I tried to look on other answers but I am still not sure the right way to do this. I have a number of really large .csv files (could be a gigabyte each), and I want to first get their column labels, cause they are not all the same, and then according to user preference extract some of this columns with some criteria.
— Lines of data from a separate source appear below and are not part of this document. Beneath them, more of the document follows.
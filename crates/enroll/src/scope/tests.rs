use crate::binder::{VariantDecl, bind};
use crate::config::{ScopeConfig, ScopePatch};
use crate::error::RegistryError;
use crate::scope::{AliasSpec, Scope};
use crate::variant::{ModuleId, Variant, VariantKind, VariantMeta};

fn type_meta(ident: &str, module: &str, epoch: u64) -> VariantMeta {
	VariantMeta {
		kind: VariantKind::Type,
		ident: Some(ident.to_string()),
		qualified_path: Some(format!("{module}::{ident}")),
		module: Some(ModuleId::new(module, epoch)),
		origin: Some(format!("/src/{module}.rs").into()),
	}
}

fn declare(ident: &str, ancestors: &[&Variant], patch: ScopePatch) -> Result<Variant, RegistryError> {
	let mut decl = VariantDecl::new(type_meta(ident, "mons", 0)).overrides(patch);
	for ancestor in ancestors {
		decl = decl.ancestor(ancestor);
	}
	bind(decl)
}

/// Pokemon ← {Charmander, Pikachu ← SurfingPikachu}, root configured by
/// `patch`, children inheriting.
fn construct_chain(patch: ScopePatch) -> (Variant, Variant, Variant, Variant) {
	let pokemon = declare("Pokemon", &[], patch).unwrap();
	let charmander = declare("Charmander", &[&pokemon], ScopePatch::new()).unwrap();
	let pikachu = declare("Pikachu", &[&pokemon], ScopePatch::new()).unwrap();
	let surfing = declare("SurfingPikachu", &[&pikachu], ScopePatch::new()).unwrap();
	(pokemon, charmander, pikachu, surfing)
}

fn scope_of(variant: &Variant) -> Scope {
	variant.scope().unwrap()
}

#[test]
fn defaults_register_whole_chain() {
	let (pokemon, _, pikachu, surfing) = construct_chain(ScopePatch::new());
	let root = scope_of(&pokemon);

	assert_eq!(root.keys(), vec!["charmander", "pikachu", "surfingpikachu"]);
	assert_eq!(root.len(), 3);
	assert_eq!(scope_of(&pikachu).keys(), vec!["surfingpikachu"]);
	assert!(scope_of(&surfing).is_empty());

	let values = root.values();
	assert!(values[2].same_as(&surfing));
	let entries = root.entries();
	assert_eq!(entries[1].0, "pikachu");
	assert!(entries[1].1.same_as(&pikachu));
}

#[test]
fn default_lookup_is_case_insensitive() {
	let (pokemon, charmander, _, _) = construct_chain(ScopePatch::new());
	let root = scope_of(&pokemon);

	assert!(root.get("cHaRmAnDer").unwrap().same_as(&charmander));
	assert!(root.contains("CHARMANDER"));
}

#[test]
fn case_sensitive_keeps_exact_keys() {
	let (pokemon, charmander, _, _) =
		construct_chain(ScopePatch::new().case_sensitive(true));
	let root = scope_of(&pokemon);

	assert_eq!(root.keys(), vec!["Charmander", "Pikachu", "SurfingPikachu"]);
	assert!(root.get("Charmander").unwrap().same_as(&charmander));
	assert!(root.get("CHARMANDER").is_none());
}

#[test]
fn snake_case_applies_to_derived_keys() {
	let (pokemon, ..) = construct_chain(ScopePatch::new().snake_case(true));
	assert_eq!(
		scope_of(&pokemon).keys(),
		vec!["charmander", "pikachu", "surfing_pikachu"]
	);
}

#[test]
fn register_self_writes_owner_into_own_scope() {
	let (pokemon, ..) = construct_chain(ScopePatch::new().register_self(true));
	assert_eq!(
		scope_of(&pokemon).keys(),
		vec!["pokemon", "charmander", "pikachu", "surfingpikachu"]
	);
	assert!(scope_of(&pokemon).get("pokemon").unwrap().same_as(&pokemon));
}

#[test]
fn non_recursive_scopes_keep_registrations_one_hop() {
	let (pokemon, charmander, pikachu, surfing) =
		construct_chain(ScopePatch::new().recursive(false));
	let root = scope_of(&pokemon);

	// The root hop into the immediate parent is unconditional; forwarding
	// past it is not.
	assert_eq!(root.keys(), vec!["charmander", "pikachu"]);
	assert!(scope_of(&charmander).is_empty());
	assert_eq!(scope_of(&pikachu).keys(), vec!["surfingpikachu"]);
	assert!(scope_of(&surfing).is_empty());

	// The grandchild is still reachable through an addressed key.
	assert!(root.contains("pikachu.surfingpikachu"));
}

#[test]
fn forwarding_requires_recursive_on_both_sides() {
	// A recursive, B not: C lands in B (root hop) but never reaches A.
	let a = declare("Alpha", &[], ScopePatch::new()).unwrap();
	let b = declare("Beta", &[&a], ScopePatch::new().recursive(false)).unwrap();
	let c = declare("Gamma", &[&b], ScopePatch::new()).unwrap();

	assert_eq!(scope_of(&a).keys(), vec!["beta"]);
	assert_eq!(scope_of(&b).keys(), vec!["gamma"]);
	assert!(scope_of(&c).is_empty());
}

#[test]
fn base_scopes_never_receive_propagation() {
	let sentinel = bind(
		VariantDecl::new(type_meta("Sentinel", "mons", 0))
			.base()
			.skip(),
	)
	.unwrap();
	let pokemon = declare("Pokemon", &[&sentinel], ScopePatch::new()).unwrap();
	let _charmander = declare("Charmander", &[&pokemon], ScopePatch::new()).unwrap();

	assert!(scope_of(&sentinel).is_empty());
	assert_eq!(scope_of(&pokemon).keys(), vec!["charmander"]);
}

#[test]
fn aliases_resolve_and_enumerate_alongside_canonical() {
	let sensor = declare("Sensor", &[], ScopePatch::new()).unwrap();
	let oxygen = bind(
		VariantDecl::new(type_meta("Oxygen", "mons", 0))
			.ancestor(&sensor)
			.aliases(["o2", "air"]),
	)
	.unwrap();
	let scope = scope_of(&sensor);

	assert_eq!(scope.keys(), vec!["oxygen", "o2", "air"]);
	let canonical = scope.get("oxygen").unwrap();
	assert!(canonical.same_as(&oxygen));
	assert!(scope.get("o2").unwrap().same_as(&canonical));
	assert!(scope.get("air").unwrap().same_as(&canonical));
}

#[test]
fn duplicate_aliases_collide_without_writing() {
	let scope = Scope::standalone(ScopeConfig::default());
	let v = Variant::builder("Oxygen", VariantKind::Type).build();
	let err = scope
		.register(&v, None, ["o2", "o2"], true)
		.unwrap_err();
	assert!(matches!(err, RegistryError::KeyCollision { .. }));
	assert!(scope.is_empty());
}

#[test]
fn separator_keys_are_rejected() {
	let scope = Scope::standalone(ScopeConfig::default());
	let v = Variant::builder("Oxygen", VariantKind::Type).build();

	let err = scope.register(&v, Some("a.b"), AliasSpec::None, true).unwrap_err();
	assert!(matches!(err, RegistryError::InvalidName { .. }));

	let err = scope.register(&v, None, ["bad/alias"], true).unwrap_err();
	assert!(matches!(err, RegistryError::InvalidName { .. }));
	assert!(scope.is_empty());
}

#[test]
fn failed_registration_writes_nothing() {
	let scope = Scope::standalone(ScopeConfig::default());
	let first = Variant::builder("Oxygen", VariantKind::Type).build();
	scope.register(&first, None, AliasSpec::None, true).unwrap();

	// Fresh alias plus colliding canonical: neither lands.
	let second = Variant::builder("Oxygen", VariantKind::Type).build();
	let err = scope.register(&second, None, ["fresh"], true).unwrap_err();
	assert!(matches!(err, RegistryError::KeyCollision { .. }));
	assert_eq!(scope.keys(), vec!["oxygen"]);
	assert!(scope.get("oxygen").unwrap().same_as(&first));
}

#[test]
fn explicit_name_skips_derivation_rules() {
	let sensor = declare("Sensor", &[], ScopePatch::new().suffix("Sensor")).unwrap();
	// "o2" satisfies no suffix rule; the explicit name bypasses them.
	let oxygen = bind(
		VariantDecl::new(type_meta("OxygenSensor", "mons", 0))
			.ancestor(&sensor)
			.name("o2"),
	)
	.unwrap();
	assert_eq!(scope_of(&sensor).keys(), vec!["o2"]);
	assert!(scope_of(&sensor).get("o2").unwrap().same_as(&oxygen));
}

#[test]
fn suffix_rule_governs_derived_names() {
	let sensor = declare("Sensor", &[], ScopePatch::new().suffix("Sensor")).unwrap();
	declare("OxygenSensor", &[&sensor], ScopePatch::new()).unwrap();
	assert_eq!(scope_of(&sensor).keys(), vec!["oxygen"]);

	let err = declare("Temperature", &[&sensor], ScopePatch::new()).unwrap_err();
	assert!(matches!(err, RegistryError::InvalidName { .. }));
}

#[test]
fn overwrite_allows_replacement() {
	let scope = Scope::standalone(
		ScopeConfig::default().patched(ScopePatch::new().overwrite(true)),
	);
	let first = Variant::builder("Oxygen", VariantKind::Type).build();
	let second = Variant::builder("Oxygen", VariantKind::Type).build();
	scope.register(&first, None, AliasSpec::None, true).unwrap();
	scope.register(&second, None, AliasSpec::None, true).unwrap();

	assert_eq!(scope.len(), 1);
	assert!(scope.get("oxygen").unwrap().same_as(&second));
}

#[test]
fn path_lookup_matches_chained_lookup() {
	let (pokemon, _, _, surfing) = construct_chain(ScopePatch::new());
	let root = scope_of(&pokemon);

	let dotted = root.get("pikachu.surfingpikachu").unwrap();
	let slashed = root.get("pikachu/surfingpikachu").unwrap();
	let chained = root
		.get("pikachu")
		.and_then(|p| p.scope())
		.and_then(|s| s.get("surfingpikachu"))
		.unwrap();

	assert!(dotted.same_as(&surfing));
	assert!(slashed.same_as(&dotted));
	assert!(chained.same_as(&dotted));
}

#[test]
fn path_lookup_folds_per_level_config() {
	let root = declare("Root", &[], ScopePatch::new()).unwrap();
	let strict = declare(
		"Strict",
		&[&root],
		ScopePatch::new().case_sensitive(true),
	)
	.unwrap();
	declare("LeafNode", &[&strict], ScopePatch::new()).unwrap();

	// First segment folds under the root's insensitive config, second under
	// the strict child's.
	assert!(scope_of(&root).get("STRICT.LeafNode").is_some());
	assert!(scope_of(&root).get("strict.leafnode").is_none());
}

#[test]
fn missing_segment_resolves_to_none() {
	let (pokemon, ..) = construct_chain(ScopePatch::new());
	let root = scope_of(&pokemon);

	assert!(root.get("missingno").is_none());
	assert!(root.get("charmander.tail").is_none());
	assert!(root.get("pikachu.surfingpikachu.deeper").is_none());
}

#[test]
fn get_or_falls_back_to_key_or_value() {
	let (pokemon, charmander, _, _) = construct_chain(ScopePatch::new());
	let root = scope_of(&pokemon);
	let spare = Variant::builder("Spare", VariantKind::Type).build();

	assert!(root.get_or("missingno", "charmander").unwrap().same_as(&charmander));
	assert!(root.get_or("missingno", spare.clone()).unwrap().same_as(&spare));
	assert!(root.get_or("missingno", "alsomissing").is_none());
	assert!(root.get_or("charmander", "pikachu").unwrap().same_as(&charmander));
}

#[test]
fn closest_key_suggests_near_misses() {
	let (pokemon, ..) = construct_chain(ScopePatch::new());
	let root = scope_of(&pokemon);

	assert_eq!(root.closest_key("pikchu").as_deref(), Some("pikachu"));
	assert_eq!(root.closest_key("entirely-unrelated"), None);
}

#[test]
fn clear_empties_but_preserves_identity() {
	let (pokemon, ..) = construct_chain(ScopePatch::new());
	let root = scope_of(&pokemon);
	let before = root.clone();

	root.clear();
	assert!(root.is_empty());
	assert!(before.same_scope(&root));
	assert!(root.owner().unwrap().same_as(&pokemon));
}

#[test]
fn owner_back_reference_points_at_the_variant() {
	let (pokemon, _, pikachu, _) = construct_chain(ScopePatch::new());
	assert!(scope_of(&pokemon).owner().unwrap().same_as(&pokemon));
	assert!(scope_of(&pikachu).owner().unwrap().same_as(&pikachu));
}

#[test]
fn reimport_replaces_instead_of_colliding() {
	let sensor = declare("Sensor", &[], ScopePatch::new()).unwrap();
	let old = bind(
		VariantDecl::new(type_meta("Oxygen", "sensors", 0))
			.ancestor(&sensor)
			.aliases(["o2"]),
	)
	.unwrap();

	// Same definition re-executed under a new module identity.
	let new = bind(
		VariantDecl::new(type_meta("Oxygen", "sensors", 1))
			.ancestor(&sensor)
			.aliases(["o2"]),
	)
	.unwrap();

	let scope = scope_of(&sensor);
	assert_eq!(scope.keys(), vec!["oxygen", "o2"]);
	assert!(scope.get("oxygen").unwrap().same_as(&new));
	assert!(scope.get("o2").unwrap().same_as(&new));
	assert!(!scope.get("oxygen").unwrap().same_as(&old));
}

#[test]
fn reimport_rewrites_every_ancestor_transitively() {
	let grand = declare("Grand", &[], ScopePatch::new()).unwrap();
	let parent = declare("Parent", &[&grand], ScopePatch::new()).unwrap();
	let _old = bind(
		VariantDecl::new(type_meta("Leaf", "leafmod", 0)).ancestor(&parent),
	)
	.unwrap();
	let new = bind(
		VariantDecl::new(type_meta("Leaf", "leafmod", 1)).ancestor(&parent),
	)
	.unwrap();

	assert!(scope_of(&parent).get("leaf").unwrap().same_as(&new));
	assert!(scope_of(&grand).get("leaf").unwrap().same_as(&new));
}

#[test]
fn reimport_rebinds_owner_once() {
	let sensor = declare("Sensor", &[], ScopePatch::new()).unwrap();
	let old = bind(VariantDecl::new(type_meta("Oxygen", "sensors", 0)).ancestor(&sensor)).unwrap();
	let old_scope = scope_of(&old);

	let new = bind(VariantDecl::new(type_meta("Oxygen", "sensors", 1)).ancestor(&sensor)).unwrap();

	// The superseded definition's scope now answers to the replacement.
	assert!(old_scope.owner().unwrap().same_as(&new));
	// The replacement's own scope is untouched.
	assert!(scope_of(&new).owner().unwrap().same_as(&new));
}

#[test]
fn same_module_redefinition_is_a_genuine_collision() {
	let sensor = declare("Sensor", &[], ScopePatch::new()).unwrap();
	bind(VariantDecl::new(type_meta("Oxygen", "sensors", 0)).ancestor(&sensor)).unwrap();

	let err = bind(VariantDecl::new(type_meta("Oxygen", "sensors", 0)).ancestor(&sensor))
		.unwrap_err();
	assert!(matches!(err, RegistryError::KeyCollision { .. }));
}

#[test]
fn distinct_source_files_collide() {
	let sensor = declare("Sensor", &[], ScopePatch::new()).unwrap();
	bind(VariantDecl::new(type_meta("Oxygen", "sensors", 0)).ancestor(&sensor)).unwrap();

	let mut other = type_meta("Oxygen", "sensors", 1);
	other.origin = Some("/src/elsewhere.rs".into());
	let err = bind(VariantDecl::new(other).ancestor(&sensor)).unwrap_err();
	assert!(matches!(err, RegistryError::KeyCollision { .. }));
}

#[test]
fn registering_the_same_handle_twice_is_idempotent() {
	let scope = Scope::standalone(ScopeConfig::default());
	let v = Variant::builder("Oxygen", VariantKind::Type).build();
	scope.register(&v, None, AliasSpec::None, true).unwrap();
	scope.register(&v, None, AliasSpec::None, true).unwrap();
	assert_eq!(scope.len(), 1);
}

#[test]
fn snapshot_reflects_live_keys() {
	let (pokemon, ..) = construct_chain(ScopePatch::new());
	let snapshot = scope_of(&pokemon).snapshot();
	assert_eq!(snapshot.name.as_deref(), Some("pokemon"));
	assert!(!snapshot.base);
	assert_eq!(snapshot.keys, vec!["charmander", "pikachu", "surfingpikachu"]);
}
Before I start the extraction part I did a simple test to see what is the fastest way to parse this files and here is my code:
def mmapUsage():
start=time.time()
with open("csvSample.csv", "r+b") as f:
# memory-mapInput the file, size 0 means whole file
mapInput = mmap.mmap(f.fileno(), 0)
# read content via standard file methods
L=list()
for s in iter(mapInput.readline, ""):
L.append(s)
print "List length: " ,len(L)
#print "Sample element: ",L[1]
mapInput.close()
end=time.time()
print "Time for completion",end-start
def fileopenUsage():
start=time.time()
fileInput=open("csvSample.csv")
M=list()
for s in fileInput:
M.append(s)
print "List length: ",len(M)
#print "Sample element: ",M[1]
fileInput.close()
end=time.time()
print "Time for completion",end-start
def readAsCsv():
X=list()
start=time.time()
spamReader = csv.reader(open('csvSample.csv', 'rb'))
for row in spamReader:
X.append(row)
print "List length: ",len(X)
#print "Sample element: ",X[1]
end=time.time()
print "Time for completion",end-start
And my results:
=======================
Populating list from Mmap
List length: 1181220
Time for completion 0.592000007629
=======================
Populating list from Fileopen
List length: 1181220
Time for completion 0.833999872208
=======================
Populating list by csv library
List length: 1181220
Time for completion 5.06700015068
So it seems that the csv library most people use is really alot slower than the others. Maybe later it proves to be faster when I start extracting data from the csv file but I cannot be sure for that yet. Any suggestions and tips before I start implementing? Thanks alot!